[Data excerpts]

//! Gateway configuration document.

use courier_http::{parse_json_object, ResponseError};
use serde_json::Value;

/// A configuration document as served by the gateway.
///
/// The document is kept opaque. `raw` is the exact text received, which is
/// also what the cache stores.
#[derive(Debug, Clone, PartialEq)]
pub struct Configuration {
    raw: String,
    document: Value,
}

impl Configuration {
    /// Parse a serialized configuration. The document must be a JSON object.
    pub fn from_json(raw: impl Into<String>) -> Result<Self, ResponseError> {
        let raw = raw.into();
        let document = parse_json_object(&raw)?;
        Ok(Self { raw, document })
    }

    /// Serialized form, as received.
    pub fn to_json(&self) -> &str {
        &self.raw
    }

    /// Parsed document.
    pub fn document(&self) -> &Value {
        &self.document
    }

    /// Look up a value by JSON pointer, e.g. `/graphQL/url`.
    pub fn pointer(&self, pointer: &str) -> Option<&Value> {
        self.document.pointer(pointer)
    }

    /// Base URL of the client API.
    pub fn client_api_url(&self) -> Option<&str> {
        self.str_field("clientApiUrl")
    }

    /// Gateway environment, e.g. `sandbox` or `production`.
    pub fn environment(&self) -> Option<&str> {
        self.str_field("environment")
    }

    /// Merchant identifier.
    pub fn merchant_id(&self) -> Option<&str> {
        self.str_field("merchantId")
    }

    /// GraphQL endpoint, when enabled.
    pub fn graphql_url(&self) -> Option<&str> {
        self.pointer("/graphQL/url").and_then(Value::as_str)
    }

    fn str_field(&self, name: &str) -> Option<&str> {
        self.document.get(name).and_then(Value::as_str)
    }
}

About this task: Say how many lines above contain the string "received", writing only the number.

Answer to this task: 2